THEMIS observed magnetospheric vortices driven by solar wind pressure pulse

by Quanqi Shi and Michael Hartinger


Flow vortices are common in ordinary fluids. In a plasma, they also exist but their structure and evolution are complicated by the presence of electric and magnetic fields. Plasma vortices can transport plasma across boundaries. They can also generate electric currents along magnetic field lines and contribute to the aurora, which we can see on the ground.

Inside the Earth's ionosphere, the vortex observations are made remotely with radar or are indirectly deduced from ground magnetometers (based on the fact that the electric current in the ionosphere will change the magnetic field on the ground). Theories/models have predicted that solar wind dynamic pressure enhancements excite plasma vortices inside the magnetosphere that couple to the ionosphere. This scenario has also been supported by numerical simulations. However, there are no clear in-situ observations of such vortices attributed to solar wind pressure enhancements either in the dayside or nightside plasma sheet. Does this predicted vortex exist? Here we report the first in situ observation of such vortices in the nightside plasma sheet attributed to solar wind dynamic pressure pulses using coordinated observations of multiple THEMIS satellites. Global MHD simulations and ground magnetometer measurements are also used to study this vortex.

Figure 1. THEMIS observations of the magnetotail response to the solar wind pressure pulse and global MHD simulation results. The time corresponding to the vortex passage is illustrated in the shaded region. The vertical lines indicate the SI start time/solar wind dynamic pressure pulse arrival time. The shaded areas correspond to the vortex proper, while the time between the SI start time (vertical lines) and the shaded area indicates a tailward flow response after the lateral compression of the magnetosphere by the solar wind dynamic pressure enhancement.

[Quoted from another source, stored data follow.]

// Parsers for Media Type and Media Range (RFC 2045, RFC 3261)

use nom::{
    branch::alt,
    bytes::complete::{tag, tag_no_case, take_while1},
    character::complete::{char},
    combinator::{map, map_res, opt, recognize, value},
    multi::{many0, separated_list0},
    sequence::{delimited, preceded, terminated, pair, tuple, separated_pair},
    IResult,
};
use std::str;
use std::collections::HashMap;

use crate::parser::token::token;
use crate::parser::separators::{slash, semi, equal};
use crate::parser::quoted::quoted_string;
use crate::parser::ParseResult;
use crate::parser::common_params::unquote_string;
use crate::types::media_type::MediaType;

// m-attribute = token
fn m_attribute(input: &[u8]) -> ParseResult<&[u8]> {
    token(input)
}

// m-value = token / quoted-string
// Returns unquoted string
fn m_value(input: &[u8]) -> ParseResult<String> {
    alt((
        map_res(quoted_string, unquote_string),
        map_res(token, |bytes| str::from_utf8(bytes).map(String::from)),
    ))(input)
}

// m-parameter = m-attribute EQUAL m-value
// Returns (String, String)
fn m_parameter(input: &[u8]) -> ParseResult<(String, String)> {
    map_res(
        separated_pair(m_attribute, equal, m_value),
        |(attr_bytes, value_string)| {
            str::from_utf8(attr_bytes)
                .map(|attr_str| (attr_str.to_lowercase(), value_string))
        },
    )(input)
}

// ietf-token = token
// extension-token = ietf-token / x-token
// x-token = "x-" token
fn extension_token(input: &[u8]) -> ParseResult<&[u8]> {
    recognize(
       alt((
           token,
           preceded(tag_no_case(b"x-"), token)
       ))
    )(input)
}

// m-subtype = extension-token / iana-token
// iana-token = token
fn m_subtype(input: &[u8]) -> ParseResult<&[u8]> {
    // Both alternatives resolve to token or x-token
    extension_token(input)
}

// discrete-type = "text" / "image" / "audio" / "video"
//                 / "application" / extension-token
// composite-type = "message" / "multipart" / extension-token
// m-type = discrete-type / composite-type
fn m_type(input: &[u8]) -> ParseResult<&[u8]> {
    // Using tag_no_case for known types, fallback to extension_token
    alt((
        // discrete
        tag_no_case(b"text"),
        tag_no_case(b"image"),
        tag_no_case(b"audio"),
        tag_no_case(b"video"),
        tag_no_case(b"application"),
        // composite
        tag_no_case(b"message"),
        tag_no_case(b"multipart"),
        // extension
        extension_token,
    ))(input)
}

// media-type = m-type SLASH m-subtype *(SEMI m-parameter)
// Returns MediaType struct
pub fn media_type(input: &[u8]) -> ParseResult<MediaType> {
    map_res(
        tuple((
            m_type,
            preceded(slash, m_subtype),
            many0(preceded(semi, m_parameter)) // Returns Vec<(String, String)>
        )),
        |(type_bytes, subtype_bytes, params_vec)| -> Result<MediaType, std::str::Utf8Error> {
            let type_str = str::from_utf8(type_bytes)?.to_lowercase();
            let subtype_str = str::from_utf8(subtype_bytes)?.to_lowercase();
            let params_map = params_vec.into_iter().collect::<HashMap<_,_>>();
            // Construct MediaType struct with the correct field names
            Ok(MediaType { 
                typ: type_str, 
                subtype: subtype_str, 
                parameters: params_map 
            })
        }
    )(input)
}

/// Helper to convert parsed media parameters (Vec<(&[u8], &[u8])>) into a HashMap.
/// Lowers keys and properly handles unescaping of quoted values.
pub fn media_params_to_hashmap(params_b: Vec<(&[u8], &[u8])>) -> Result<HashMap<String, String>, std::str::Utf8Error> {
    params_b.into_iter().map(|(attr_b, val_b)| {
        let attr = std::str::from_utf8(attr_b)?.to_lowercase();
        let val = if val_b.len() >= 2 && val_b[0] == b'"' && val_b[val_b.len() - 1] == b'"' {
            // Handle quoted string unescaping
            let inner = &val_b[1..val_b.len() - 1];
            match unquote_string(inner) {
                Ok(unescaped) => unescaped,
                Err(_) => return Err(std::str::from_utf8(&[0]).unwrap_err())
            }
        } else {
            std::str::from_utf8(val_b)?.to_string()
        };
        Ok((attr, val))
    }).collect()
}

#[cfg(test)]
mod tests {
    use super::*;

    #[test]
    fn test_m_parameter() {
        let (rem, (name, value)) = m_parameter(b"charset=utf-8").unwrap();
        assert!(rem.is_empty());
        assert_eq!(name, "charset");
        assert_eq!(value, "utf-8");

        let (rem_qs, (name_qs, value_qs)) = m_parameter(b"boundary=\"simple boundary\"").unwrap();
        assert!(rem_qs.is_empty());
        assert_eq!(name_qs, "boundary");
        assert_eq!(value_qs, "simple boundary");
        
        let (rem_esc, (name_esc, value_esc)) = m_parameter(b"desc=\"\\\"\\\\\"").unwrap(); // desc="\"\"
        assert!(rem_esc.is_empty());
        assert_eq!(name_esc, "desc");
        assert_eq!(value_esc, "\"\\");
    }
    
    #[test]
    fn test_media_type_simple() {
        let input = b"application/sdp";
        let (rem, mt) = media_type(input).unwrap(); // Returns MediaType now
        assert!(rem.is_empty());
        assert_eq!(mt.typ, "application");
        assert_eq!(mt.subtype, "sdp");
        assert!(mt.parameters.is_empty());
    }

    #[test]
    fn test_media_type_with_params() {
        let input = b"text/html; charset=ISO-8859-4";
        let (rem, mt) = media_type(input).unwrap();
        assert!(rem.is_empty());
        assert_eq!(mt.typ, "text");
        assert_eq!(mt.subtype, "html");
        assert_eq!(mt.parameters.len(), 1);
        assert_eq!(mt.parameters.get("charset"), Some(&"ISO-8859-4".to_string()));
    }
    
    #[test]
    fn test_media_type_x_token() {
        let input = b"application/x-custom-app; version=1";
        let (rem, mt) = media_type(input).unwrap();
        assert!(rem.is_empty());
        assert_eq!(mt.typ, "application");
        assert_eq!(mt.subtype, "x-custom-app");
        assert_eq!(mt.parameters.get("version"), Some(&"1".to_string()));
    }
    
    #[test]
    fn test_media_type_complex_params() {
        let input = b"multipart/form-data; boundary=\"----WebKitFormBoundary7MA4YWxkTrZu0gW\" ; name=upload";
        let (rem, mt) = media_type(input).unwrap();
        assert!(rem.is_empty());
        assert_eq!(mt.typ, "multipart");
        assert_eq!(mt.subtype, "form-data");
        assert_eq!(mt.parameters.len(), 2);
        assert_eq!(mt.parameters.get("boundary"), Some(&"----WebKitFormBoundary7MA4YWxkTrZu0gW".to_string()));
        assert_eq!(mt.parameters.get("name"), Some(&"upload".to_string()));
    }
    
    #[test]
    fn test_case_insensitivity() {
        // RFC 2045 states that the type and subtype are case-insensitive
        let input1 = b"Application/SDP";
        let input2 = b"application/sdp";
        
        let (_, mt1) = media_type(input1).unwrap();
        let (_, mt2) = media_type(input2).unwrap();
        
        assert_eq!(mt1.typ, "application");
        assert_eq!(mt1.subtype, "sdp");
        assert_eq!(mt2.typ, "application");
        assert_eq!(mt2.subtype, "sdp");
        
        // Parameter names should also be case-insensitive
        let input3 = b"text/html; CHARSET=utf-8";
        let (_, mt3) = media_type(input3).unwrap();
        assert_eq!(mt3.parameters.get("charset"), Some(&"utf-8".to_string()));
    }
    
    #[test]
    fn test_rfc_defined_types() {
        // Test various standard media types from RFC 2045, RFC 3261
        let test_types = [
            (b"text/plain".as_ref(), "text", "plain"),
            (b"text/html".as_ref(), "text", "html"),
            (b"text/xml".as_ref(), "text", "xml"),
            (b"application/sdp".as_ref(), "application", "sdp"),
            (b"application/sip".as_ref(), "application", "sip"),
            (b"application/cpl+xml".as_ref(), "application", "cpl+xml"),
            (b"message/sipfrag".as_ref(), "message", "sipfrag"),
            (b"multipart/mixed".as_ref(), "multipart", "mixed"),
            (b"multipart/related".as_ref(), "multipart", "related"),
            (b"multipart/alternative".as_ref(), "multipart", "alternative"),
            (b"image/jpeg".as_ref(), "image", "jpeg"),
            (b"audio/basic".as_ref(), "audio", "basic"),
            (b"video/mp4".as_ref(), "video", "mp4"),
        ];
        
        for (input, expected_type, expected_subtype) in test_types {
            let (_, mt) = media_type(input).unwrap();
            assert_eq!(mt.typ, expected_type);
            assert_eq!(mt.subtype, expected_subtype);
        }
    }
    
    #[test]
    fn test_token_boundary_chars() {
        // RFC 2045 defines token as: token := 1*<any CHAR except CTLs or separators>
        // Test boundary cases for valid token characters
        let valid_token_inputs = [
            b"application/sdp!#$%&'*+-.^_`|~0123456789abcdefghijklmnopqrstuvwxyzABCDEFGHIJKLMNOPQRSTUVWXYZ".as_ref(),
            b"application/sdp+xml".as_ref(),
            b"application/sdp.v2".as_ref(),
            b"application/vnd.3gpp.sms".as_ref(),
        ];
        
        for input in valid_token_inputs {
            assert!(media_type(input).is_ok());
        }
    }
    
    #[test]
    fn test_error_handling() {
        // Test invalid media types
        let invalid_inputs = [
            b"".as_ref(), // Empty input
            b"application".as_ref(), // Missing subtype
            b"/sdp".as_ref(), // Missing type
            b"application/".as_ref(), // Missing subtype after slash
            b"app lication/sdp".as_ref(), // Space in type
            b"application/s dp".as_ref(), // Space in subtype
            b"application/sdp; ".as_ref(), // Empty parameter
            b"application/sdp; charset".as_ref(), // Parameter without value
            b"application/sdp; =utf-8".as_ref(), // Parameter without name
            b"application/sdp; ch@rset=utf-8".as_ref(), // Invalid character in parameter name
            b"application/sdp; charset=utf@8".as_ref(), // Still valid - parameter values can contain @ as they can be quoted-strings
        ];
        
        for input in invalid_inputs {
            if input.is_empty() {
                assert!(media_type(input).is_err());
            } else {
                let result = media_type(input);
                if let Ok((rem, _)) = result {
                    // If parsing succeeded, it shouldn't have consumed all input for invalid cases
                    // (except for the special case of parameter values which can contain @ even in unquoted form)
                    if input != b"application/sdp; charset=utf@8" {
                        assert!(!rem.is_empty());
                    }
                }
            }
        }
    }
    
    #[test]
    fn test_quoted_string_handling() {
        // Test handling of quoted strings in parameter values
        let input = b"application/sdp; key=\"quoted \\\"value\\\" with \\\\backslashes\"";
        let (_, mt) = media_type(input).unwrap();
        assert_eq!(mt.parameters.get("key"), Some(&"quoted \"value\" with \\backslashes".to_string()));
        
        // Test escaped quotes and backslashes
        let input2 = b"application/sdp; complex=\"\\\"\\\\\"";
        let (_, mt2) = media_type(input2).unwrap();
        assert_eq!(mt2.parameters.get("complex"), Some(&"\"\\".to_string()));
    }
    
    #[test]
    fn test_media_params_to_hashmap() {
        // Test the helper function
        let params = vec![
            (b"charset" as &[u8], b"utf-8" as &[u8]),
            (b"BOUNDARY" as &[u8], b"\"simple boundary\"" as &[u8]),
            (b"Complex" as &[u8], b"\"quoted \\\"value\\\"\"" as &[u8]),
        ];
        
        let result = media_params_to_hashmap(params).unwrap();
        
        assert_eq!(result.get("charset"), Some(&"utf-8".to_string()));
        assert_eq!(result.get("boundary"), Some(&"simple boundary".to_string()));
        assert_eq!(result.get("complex"), Some(&"quoted \"value\"".to_string()));
    }
}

On 24 April 2009, the Wind satellite in the solar wind detected an interplanetary shock with a dynamic pressure increase. In response, THEMIS B, C, and D in the dusk magnetotail observed magnetic field and ion velocity perturbations after the sudden compression of the magnetosphere (which is called a sudden impulse, SI) when the shock passed. The velocity vectors versus time are consistent with motion through a typical vortex and also consistent with numerical simulation results. The vortex was followed at THD’s position by field line oscillations, which was a standing Alfvén wave consistent with a field line resonance (FLR) probably induced by the vortex. The vortex continued moving tailward and was later observed by THB and THC which were 4 RE away from THD. These two satellites (THB and THC) were separated mostly along Y by about 1.5 RE and the flow vectors they observed further confirm a vortex crossing, which is mainly consistent with previous models. From simulations and observations we also notice that the vortex is deep inside the magnetosphere, rather than simply near the magnetopause, which is a little different with models. It appears that the size of the vortex is growing while propagating tailward. Ground station measurements also found that this vortex coupled to the ionosphere.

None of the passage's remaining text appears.